* **ABOUT THIS TASK**:
Look through the material below and count the lines that hold "entry". Give that number by itself.
==================================================
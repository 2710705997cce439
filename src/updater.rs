//! Session renewal flow.
//!
//! A run picks a profile, reuses its cached session while still valid, and
//! otherwise trades an MFA code for a new one:
//!
//! 1. The user selects a profile from the credentials file
//! 2. The session cache for that profile is checked for a session that has not expired
//! 3. On a miss, the profile's `aws_mfa_serial` and an MFA code are exchanged for a
//!    new session, which replaces the cache entry
//! 4. The cache entry is read back and written to the environment file
//!
//! The environment file is only touched once a valid session is in hand, so a
//! failed run leaves the previous exports in place.

use anyhow::{Context, Result, ensure};
use log::info;

use crate::{
    credentials::SessionExchanger,
    env::EnvFile,
    profiles::CredentialsFile,
    prompt::Prompter,
    session::{Session, SessionCache},
};

/// Drives one renewal run for a profile chosen interactively.
pub struct SessionUpdater<E, P> {
    /// Parsed credentials file, source of profile names and MFA serials
    credentials: CredentialsFile,
    /// Per-profile session store consulted before any exchange
    cache: SessionCache,
    /// Export file rewritten at the end of every successful run
    env: EnvFile,
    /// Trades an MFA code for a new session
    exchanger: E,
    /// Asks for the profile and the MFA code
    prompter: P,
}

impl<E: SessionExchanger, P: Prompter> SessionUpdater<E, P> {
    /// Wires the flow to its files and collaborators. Nothing is read until [`SessionUpdater::run`].
    pub fn new(
        credentials: CredentialsFile,
        cache: SessionCache,
        env: EnvFile,
        exchanger: E,
        prompter: P,
    ) -> Self {
        Self {
            credentials,
            cache,
            env,
            exchanger,
            prompter,
        }
    }

    /// Asks for a profile and refreshes it.
    ///
    /// # Returns
    ///
    /// * `Ok(String)` - The bare name of the profile now exported
    /// * `Err(anyhow::Error)` - No profiles exist, the selection was cancelled,
    ///   or [`SessionUpdater::refresh`] failed
    pub async fn run(&self) -> Result<String> {
        let headers = self.credentials.section_headers();
        ensure!(!headers.is_empty(), "No profiles found in credentials file");

        let profile = self.prompter.select_profile(&headers)?;
        self.refresh(&profile).await?;

        Ok(profile)
    }

    /// Makes sure `profile` has a valid cached session and exports it.
    ///
    /// A cached session that has not expired is exported as is and the
    /// exchanger is never called. Otherwise the user is asked for an MFA code,
    /// the new session replaces the cache entry, and the entry is read back
    /// before being exported.
    ///
    /// # Errors
    ///
    /// * The profile name cannot be used as a cache file name
    /// * The profile has no `aws_mfa_serial`
    /// * Prompting, the exchange, or writing the cache or environment file fails
    ///
    /// On error the environment file keeps its previous contents.
    pub async fn refresh(&self, profile: &str) -> Result<Session> {
        // Reject the name before prompting for a code that could not be cached.
        self.cache.path(profile)?;

        match self.cache.load(profile).await {
            Some(session) if !session.is_expired() => {
                info!(
                    "Using cached session for {profile}, expires at {}",
                    session.expiration
                );
            }
            _ => {
                info!("Credentials have expired, renewing...");
                let session = self.renew(profile).await?;
                self.cache.store(profile, &session).await?;
            }
        }

        let session = self
            .cache
            .load(profile)
            .await
            .with_context(|| format!("No cached session for profile {profile}"))?;
        self.env.write(&session).await?;

        info!("Updated session and set env to {profile}!");
        info!("Run `source {}` to use it", self.env.path().display());

        Ok(session)
    }

    /// Exchanges a freshly prompted MFA code for a new session.
    async fn renew(&self, profile: &str) -> Result<Session> {
        let mfa_serial = self
            .credentials
            .mfa_serial(profile)
            .with_context(|| format!("Could not find MFA serial for profile {profile}"))?;
        let code = self.prompter.mfa_code()?;

        let session = self.exchanger.exchange(profile, mfa_serial, &code).await?;
        info!("Success! Credentials expire at: {}", session.expiration);

        Ok(session)
    }
}
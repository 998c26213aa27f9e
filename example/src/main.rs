//! Headless demo driving the page carousel with scripted input.

mod content;
mod stage;

use page_carousel::{CarouselArgs, PageCarousel, Point};
use stage::DemoStage;
use tracing::info;

const FRAME: f32 = 1.0 / 60.0;

fn main() {
    init_tracing();

    let stage = DemoStage::new(750.0, 1334.0);
    let mut carousel = PageCarousel::new(
        stage,
        CarouselArgs::default()
            .auto_play(true)
            .generated_page_count(4),
    )
    .with_page_factory(content::demo_page);
    carousel.set_pages(Vec::new());
    report(&carousel, "initialized from the page factory");

    // Committed swipe: most of the screen to the left.
    swipe(&mut carousel, Point::new(650.0, 400.0), Point::new(80.0, 400.0));
    run_frames(&mut carousel, 30);
    report(&carousel, "after committed swipe");

    // Under-threshold drag bounces back.
    swipe(&mut carousel, Point::new(400.0, 400.0), Point::new(330.0, 400.0));
    run_frames(&mut carousel, 30);
    report(&carousel, "after bounced drag");

    // Backward navigation from the first page wraps onto the last.
    carousel.go_to_page(0, false);
    carousel.previous_page();
    run_frames(&mut carousel, 30);
    report(&carousel, "after previous_page from page 1");

    carousel.add_page(None);
    report(&carousel, "after add_page");
    carousel.remove_page(0);
    report(&carousel, "after remove_page(0)");

    // Roughly 3.3 seconds of idle frames; auto-play fires once.
    run_frames(&mut carousel, 200);
    report(&carousel, "after auto-play interval");

    info!("strip: {}", carousel.host().summary());
}

fn swipe(carousel: &mut PageCarousel<DemoStage>, from: Point, to: Point) {
    carousel.pointer_down(from);
    let steps = 8;
    for step in 1..=steps {
        let t = step as f32 / steps as f32;
        carousel.pointer_move(Point::new(
            from.x + (to.x - from.x) * t,
            from.y + (to.y - from.y) * t,
        ));
        carousel.tick(FRAME);
    }
    carousel.pointer_up(to);
}

fn run_frames(carousel: &mut PageCarousel<DemoStage>, frames: usize) {
    for _ in 0..frames {
        carousel.tick(FRAME);
    }
}

fn report(carousel: &PageCarousel<DemoStage>, label: &str) {
    info!(
        "{label}: page {}/{}, offset {:.1}",
        carousel.current_page_index() + 1,
        carousel.total_pages(),
        carousel.content_offset(),
    );
}

fn init_tracing() {
    let filter = tracing_subscriber::EnvFilter::try_from_default_env()
        .unwrap_or_else(|_| tracing_subscriber::EnvFilter::new("info"));
    tracing_subscriber::fmt().with_env_filter(filter).init();
}
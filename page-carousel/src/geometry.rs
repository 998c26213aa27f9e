//! Geometry primitives for carousel layout.
//!
//! The carousel reasons about a single scroll axis; these types carry
//! positions and sizes between the core and its [`PageHost`], and
//! [`Axis`] centralizes the per-axis arithmetic.
//!
//! [`PageHost`]: crate::host::PageHost

/// A 2D position in the host's coordinate space.
#[derive(Clone, Copy, Debug, Default, PartialEq)]
pub struct Point {
    /// Horizontal component.
    pub x: f32,
    /// Vertical component.
    pub y: f32,
}

impl Point {
    /// The origin.
    pub const ZERO: Self = Self { x: 0.0, y: 0.0 };

    /// Creates a point from its components.
    pub const fn new(x: f32, y: f32) -> Self {
        Self { x, y }
    }
}

/// Size of the carousel container.
#[derive(Clone, Copy, Debug, Default, PartialEq)]
pub struct Extent {
    /// Width of the container.
    pub width: f32,
    /// Height of the container.
    pub height: f32,
}

impl Extent {
    /// A zero-sized extent.
    pub const ZERO: Self = Self {
        width: 0.0,
        height: 0.0,
    };

    /// Creates an extent from width and height.
    pub const fn new(width: f32, height: f32) -> Self {
        Self { width, height }
    }
}

/// Scroll axis of the page strip.
#[derive(Clone, Copy, Debug, Default, PartialEq, Eq)]
pub enum Axis {
    /// Pages advance along the X axis.
    #[default]
    Horizontal,
    /// Pages advance along the Y axis.
    Vertical,
}

impl Axis {
    /// Container size along the scroll axis.
    pub(crate) fn extent_of(self, extent: Extent) -> f32 {
        match self {
            Self::Horizontal => extent.width,
            Self::Vertical => extent.height,
        }
    }

    /// Component of a position along the scroll axis.
    pub(crate) fn component_of(self, point: Point) -> f32 {
        match self {
            Self::Horizontal => point.x,
            Self::Vertical => point.y,
        }
    }

    /// Position of a display slot inside the page strip.
    ///
    /// Vertical slots grow toward negative Y so that the positive
    /// container offsets of [`Axis::target_offset`] cancel them out.
    pub(crate) fn slot_position(self, slot: usize, extent: f32) -> Point {
        match self {
            Self::Horizontal => Point::new(slot as f32 * extent, 0.0),
            Self::Vertical => Point::new(0.0, -(slot as f32) * extent),
        }
    }

    /// Container offset that brings a display slot to the origin.
    ///
    /// The vertical strip moves opposite to the horizontal one; the
    /// asymmetry is part of the component's contract.
    pub(crate) fn target_offset(self, slot: i32, extent: f32) -> f32 {
        match self {
            Self::Horizontal => -(slot as f32) * extent,
            Self::Vertical => slot as f32 * extent,
        }
    }

    /// Expands a scalar offset along this axis into a 2D offset.
    pub(crate) fn offset_point(self, offset: f32) -> Point {
        match self {
            Self::Horizontal => Point::new(offset, 0.0),
            Self::Vertical => Point::new(0.0, offset),
        }
    }
}

#[cfg(test)]
mod tests {
    use super::*;

    #[test]
    fn horizontal_axis_arithmetic() {
        let axis = Axis::Horizontal;
        assert_eq!(axis.extent_of(Extent::new(750.0, 1334.0)), 750.0);
        assert_eq!(axis.component_of(Point::new(3.0, 9.0)), 3.0);
        assert_eq!(axis.slot_position(2, 100.0), Point::new(200.0, 0.0));
        assert_eq!(axis.target_offset(2, 100.0), -200.0);
        assert_eq!(axis.offset_point(-50.0), Point::new(-50.0, 0.0));
    }

    #[test]
    fn vertical_axis_arithmetic() {
        let axis = Axis::Vertical;
        assert_eq!(axis.extent_of(Extent::new(750.0, 1334.0)), 1334.0);
        assert_eq!(axis.component_of(Point::new(3.0, 9.0)), 9.0);
        assert_eq!(axis.slot_position(2, 100.0), Point::new(0.0, -200.0));
        assert_eq!(axis.target_offset(2, 100.0), 200.0);
        assert_eq!(axis.offset_point(-50.0), Point::new(0.0, -50.0));
    }

    #[test]
    fn slot_and_target_cancel_out() {
        for axis in [Axis::Horizontal, Axis::Vertical] {
            for slot in 0..4 {
                let placed = axis.slot_position(slot, 320.0);
                let offset = axis.offset_point(axis.target_offset(slot as i32, 320.0));
                assert_eq!(placed.x + offset.x, 0.0);
                assert_eq!(placed.y + offset.y, 0.0);
            }
        }
    }

    #[test]
    fn negative_target_slots_are_representable() {
        assert_eq!(Axis::Horizontal.target_offset(-1, 100.0), 100.0);
        assert_eq!(Axis::Vertical.target_offset(-1, 100.0), -100.0);
    }
}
==================================================
* **EXERCISE RESPONSE**:
3